Als ich sitze, bricht es aus mir heraus:„Oh Jonny sie kränkelt immer noch und ich weiß mir keinen Rat mehr.“ Er zieht sich einen großen Stuhl zu mir hin und setzt sich.
„Betty ist ein tapferes, starkes Mädchen. Ich denke sie wird kämpfen und die Krankheit vertreiben.“ „Aber sie ist ihrem Vater so ähnlich und der starb ja schon so früh.“
„Alexander ist immerhin 50 Jahre alt geworden und an einem Herzinfarkt gestorben, ich denke das kannst Du nicht miteinander vergleichen.“
„Du hast Recht“.
Ich werde etwas ruhiger.
„Sie ist nur das Letzte was mir geblieben ist von ihm.“
„Ja, sie ist ihm sehr ähnlich, aber auch einiges von Dir kann ich gut an ihr erkennen. Sie wird sich durchsetzen und am Ende ein schönes, glückliches und langes Leben genießen.“
“Meinst Du Jonny?“
„Nun sieh Deine Großmutter an.

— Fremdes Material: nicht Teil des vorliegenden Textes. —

use std::cmp::Ordering;
use std::collections::HashMap;

use serde_json::Value as Json;

use crate::core::error::{Error, ErrorKind, Result};
use crate::core::path;
use crate::core::types::{Delta, DeltaBatch, DeltaOp, Rid};
use crate::core::value::{Document, Value};
use crate::index::ostree::OsTree;
use crate::ops::{Operator, delta_after};

/// Field-ordered sort specification: `{field: 1 | -1, ...}` in spec
/// order.
#[derive(Debug, Clone)]
pub struct SortSpec {
    pub fields: Vec<(String, bool)>, // (path, ascending)
}

impl SortSpec {
    pub fn compile(json: &Json) -> Result<SortSpec> {
        let map = json.as_object().ok_or_else(|| {
            Error::new(ErrorKind::Parse, "$sort requires an object".to_string())
        })?;
        if map.is_empty() {
            return Err(Error::new(ErrorKind::Parse, "$sort may not be empty".to_string()));
        }
        let mut fields = Vec::with_capacity(map.len());
        for (field, dir) in map {
            match dir.as_i64() {
                Some(1) => fields.push((field.clone(), true)),
                Some(-1) => fields.push((field.clone(), false)),
                _ => {
                    return Err(Error::new(
                        ErrorKind::Parse,
                        format!("sort direction for '{}' must be 1 or -1", field),
                    ));
                }
            }
        }
        Ok(SortSpec { fields })
    }

    pub fn key_of(&self, doc: &Document) -> Vec<Value> {
        self.fields
            .iter()
            .map(|(field, _)| path::resolve(doc, field).unwrap_or(Value::Null))
            .collect()
    }

    pub fn compare_keys(&self, a: &[Value], b: &[Value]) -> Ordering {
        for (i, (_, ascending)) in self.fields.iter().enumerate() {
            let ord = a[i].cmp(&b[i]);
            let ord = if *ascending { ord } else { ord.reverse() };
            if ord != Ordering::Equal {
                return ord;
            }
        }
        Ordering::Equal
    }
}

/// Buffering `$sort`, with the skip/limit of an adjacent run folded in.
/// Membership deltas pass through; ordering is realized at materialize
/// time. Stability ties break on insertion order.
#[derive(Debug)]
pub struct SortOp {
    spec: SortSpec,
    skip: usize,
    limit: Option<usize>,
    docs: HashMap<Rid, (Document, u64)>,
    next_arrival: u64,
}

impl SortOp {
    pub fn new(spec: SortSpec, skip: usize, limit: Option<usize>) -> Self {
        SortOp { spec, skip, limit, docs: HashMap::new(), next_arrival: 0 }
    }
}

impl Operator for SortOp {
    fn name(&self) -> &'static str {
        "sort"
    }

    fn push(&mut self, batch: DeltaBatch) -> Result<DeltaBatch> {
        for delta in &batch.deltas {
            match delta.op {
                DeltaOp::Insert => {
                    let arrival = self.next_arrival;
                    self.next_arrival += 1;
                    if self
                        .docs
                        .insert(delta.rid, (delta_after(delta)?.clone(), arrival))
                        .is_some()
                    {
                        return Err(Error::new(
                            ErrorKind::Internal,
                            format!("sort buffer already holds rid {:?}", delta.rid),
                        ));
                    }
                }
                DeltaOp::Delete => {
                    if self.docs.remove(&delta.rid).is_none() {
                        return Err(Error::new(
                            ErrorKind::Internal,
                            format!("sort buffer delete for unknown rid {:?}", delta.rid),
                        ));
                    }
                }
                DeltaOp::Update => {
                    let Some(slot) = self.docs.get_mut(&delta.rid) else {
                        return Err(Error::new(
                            ErrorKind::Internal,
                            format!("sort buffer update for unknown rid {:?}", delta.rid),
                        ));
                    };
                    slot.0 = delta_after(delta)?.clone();
                }
            }
        }
        Ok(batch)
    }

    fn snapshot(&self) -> Option<Vec<Document>> {
        let mut entries: Vec<(Vec<Value>, u64, &Document)> = self
            .docs
            .values()
            .map(|(doc, arrival)| (self.spec.key_of(doc), *arrival, doc))
            .collect();
        entries.sort_by(|a, b| self.spec.compare_keys(&a.0, &b.0).then(a.1.cmp(&b.1)));
        let iter = entries.into_iter().skip(self.skip);
        let docs: Vec<Document> = match self.limit {
            Some(k) => iter.take(k).map(|(_, _, d)| d.clone()).collect(),
            None => iter.map(|(_, _, d)| d.clone()).collect(),
        };
        Some(docs)
    }

    fn reset(&mut self) {
        self.docs.clear();
        self.next_arrival = 0;
    }
}

/// Standalone `$limit` / `$skip`: a window over the effective output in
/// insertion order, book-kept with an order-statistics tree keyed by
/// rid.
#[derive(Debug)]
pub struct WindowOp {
    kind: &'static str,
    skip: usize,
    limit: Option<usize>,
    tree: OsTree<Document>,
    window: Vec<(Rid, Document)>,
}

impl WindowOp {
    pub fn limit(k: usize) -> Self {
        WindowOp { kind: "limit", skip: 0, limit: Some(k), tree: OsTree::new(), window: Vec::new() }
    }

    pub fn skip(n: usize) -> Self {
        WindowOp { kind: "skip", skip: n, limit: None, tree: OsTree::new(), window: Vec::new() }
    }

    /// A composed skip+limit window, as produced by the fuser.
    pub fn window(skip: usize, limit: Option<usize>) -> Self {
        WindowOp { kind: "window", skip, limit, tree: OsTree::new(), window: Vec::new() }
    }

    fn current_window(&self) -> Vec<(Rid, Document)> {
        let end = match self.limit {
            Some(k) => (self.skip + k).min(self.tree.len()),
            None => self.tree.len(),
        };
        (self.skip..end)
            .filter_map(|i| self.tree.select(i))
            .map(|(_, rid, doc)| (rid, doc.clone()))
            .collect()
    }
}

impl Operator for WindowOp {
    fn name(&self) -> &'static str {
        self.kind
    }

    fn push(&mut self, batch: DeltaBatch) -> Result<DeltaBatch> {
        let seq = batch.deltas.last().map(|d| d.seq).unwrap_or(0);
        for delta in &batch.deltas {
            match delta.op {
                DeltaOp::Insert => {
                    self.tree.insert(Value::Null, delta.rid, delta_after(delta)?.clone());
                }
                DeltaOp::Delete => {
                    if self.tree.remove(&Value::Null, delta.rid).is_none() {
                        return Err(Error::new(
                            ErrorKind::Internal,
                            format!("window delete for unknown rid {:?}", delta.rid),
                        ));
                    }
                }
                DeltaOp::Update => {
                    if !self.tree.contains(&Value::Null, delta.rid) {
                        return Err(Error::new(
                            ErrorKind::Internal,
                            format!("window update for unknown rid {:?}", delta.rid),
                        ));
                    }
                    self.tree.insert(Value::Null, delta.rid, delta_after(delta)?.clone());
                }
            }
        }

        // Diff the window before/after the batch into output deltas.
        let next = self.current_window();
        let mut out = DeltaBatch::new();
        let prev: HashMap<Rid, &Document> =
            self.window.iter().map(|(rid, doc)| (*rid, doc)).collect();
        let now: HashMap<Rid, &Document> = next.iter().map(|(rid, doc)| (*rid, doc)).collect();
        for (rid, doc) in &self.window {
            if !now.contains_key(rid) {
                out.push(Delta::delete(*rid, doc.clone(), seq));
            }
        }
        for (rid, doc) in &next {
            match prev.get(rid) {
                None => out.push(Delta::insert(*rid, doc.clone(), seq)),
                Some(old) if *old != doc => {
                    out.push(Delta::update(*rid, (*old).clone(), doc.clone(), seq));
                }
                Some(_) => {}
            }
        }
        self.window = next;
        Ok(out)
    }

    fn snapshot(&self) -> Option<Vec<Document>> {
        Some(self.window.iter().map(|(_, doc)| doc.clone()).collect())
    }

    fn reset(&mut self) {
        self.tree.clear();
        self.window.clear();
    }
}

#[cfg(test)]
mod tests {
    use super::*;
    use crate::core::types::RowId;

    fn doc(json: &str) -> Document {
        Document::from_json(&serde_json::from_str(json).unwrap()).unwrap()
    }

    fn rid(n: u64) -> Rid {
        Rid::source(RowId(n))
    }

    fn spec(json: &str) -> SortSpec {
        SortSpec::compile(&serde_json::from_str(json).unwrap()).unwrap()
    }

    fn inserts(docs: &[&str]) -> DeltaBatch {
        let mut batch = DeltaBatch::new();
        for (i, json) in docs.iter().enumerate() {
            batch.push(Delta::insert(rid(i as u64), doc(json), i as u64));
        }
        batch
    }

    #[test]
    fn test_sort_snapshot_descending() {
        let mut op = SortOp::new(spec(r#"{"x": -1}"#), 0, None);
        op.push(inserts(&[r#"{"x": 5}"#, r#"{"x": 1}"#, r#"{"x": 9}"#])).unwrap();
        assert_eq!(
            op.snapshot().unwrap(),
            vec![doc(r#"{"x": 9}"#), doc(r#"{"x": 5}"#), doc(r#"{"x": 1}"#)]
        );
    }

    #[test]
    fn test_sort_multi_key_and_stability() {
        let mut op = SortOp::new(spec(r#"{"a": 1, "b": -1}"#), 0, None);
        op.push(inserts(&[
            r#"{"a": 1, "b": 1, "tag": "first"}"#,
            r#"{"a": 1, "b": 1, "tag": "second"}"#,
            r#"{"a": 1, "b": 9}"#,
            r#"{"a": 0, "b": 0}"#,
        ]))
        .unwrap();
        let out = op.snapshot().unwrap();
        assert_eq!(out[0], doc(r#"{"a": 0, "b": 0}"#));
        assert_eq!(out[1], doc(r#"{"a": 1, "b": 9}"#));
        // Equal keys keep insertion order.
        assert_eq!(out[2], doc(r#"{"a": 1, "b": 1, "tag": "first"}"#));
        assert_eq!(out[3], doc(r#"{"a": 1, "b": 1, "tag": "second"}"#));
    }

    #[test]
    fn test_sort_with_skip_and_limit() {
        let mut op = SortOp::new(spec(r#"{"x": 1}"#), 1, Some(2));
        op.push(inserts(&[r#"{"x": 4}"#, r#"{"x": 1}"#, r#"{"x": 3}"#, r#"{"x": 2}"#])).unwrap();
        assert_eq!(op.snapshot().unwrap(), vec![doc(r#"{"x": 2}"#), doc(r#"{"x": 3}"#)]);
    }

    #[test]
    fn test_sort_delete_updates_order() {
        let mut op = SortOp::new(spec(r#"{"x": 1}"#), 0, None);
        op.push(inserts(&[r#"{"x": 2}"#, r#"{"x": 1}"#])).unwrap();
        let mut batch = DeltaBatch::new();
        batch.push(Delta::delete(rid(1), doc(r#"{"x": 1}"#), 5));
        op.push(batch).unwrap();
        assert_eq!(op.snapshot().unwrap(), vec![doc(r#"{"x": 2}"#)]);
    }

    #[test]
    fn test_limit_window_emits_diffs() {
        let mut op = WindowOp::limit(2);
        let out = op.push(inserts(&[r#"{"v": 1}"#, r#"{"v": 2}"#, r#"{"v": 3}"#])).unwrap();
        // Only the first two are in the window.
        assert_eq!(out.len(), 2);
        assert_eq!(op.snapshot().unwrap(), vec![doc(r#"{"v": 1}"#), doc(r#"{"v": 2}"#)]);

        // Deleting a window member pulls the next row in.
        let mut batch = DeltaBatch::new();
        batch.push(Delta::delete(rid(0), doc(r#"{"v": 1}"#), 9));
        let out = op.push(batch).unwrap();
        let kinds: Vec<DeltaOp> = out.deltas.iter().map(|d| d.op).collect();
        assert!(kinds.contains(&DeltaOp::Delete));
        assert!(kinds.contains(&DeltaOp::Insert));
        assert_eq!(op.snapshot().unwrap(), vec![doc(r#"{"v": 2}"#), doc(r#"{"v": 3}"#)]);
    }

    #[test]
    fn test_skip_window() {
        let mut op = WindowOp::skip(2);
        op.push(inserts(&[r#"{"v": 1}"#, r#"{"v": 2}"#, r#"{"v": 3}"#, r#"{"v": 4}"#])).unwrap();
        assert_eq!(op.snapshot().unwrap(), vec![doc(r#"{"v": 3}"#), doc(r#"{"v": 4}"#)]);
    }
}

Ist sie nicht steinalt geworden? Und Deine ganze Familie galt als äußerst zäh und langlebig.“ Er blinzelt mir zu.
„Ja, das stimmt, sogar Onkel Friedrich, der sein Leben lang alleine lebte und ein wenig seltsam und verschroben war, lebte länger als es seinen Erben lieb war.“
Ich muss bei der Erinnerung lächeln, dann fällt mir aber ein, dass er das auf sich beziehen könnte. „Entschuldige bitte, so habe ich das nicht gemeint.“
„Nun wer sagt denn, dass jeder alleine lebender Mann seltsam und unleidlich wird?“
„Nein, nein, ich weiß und Du hast ja auch immer viele Besucher und Freunde, so dass man wohl nicht von alleine leben reden kann,“ sage ich hastig und ein wenig ratlos, denn etwas verschroben kommt mir sein Leben schon vor. Zu meiner Erleichterung bleibt er gelassen und freundlich, vielleicht ist er einfach nur ein wenig naiv, denke ich.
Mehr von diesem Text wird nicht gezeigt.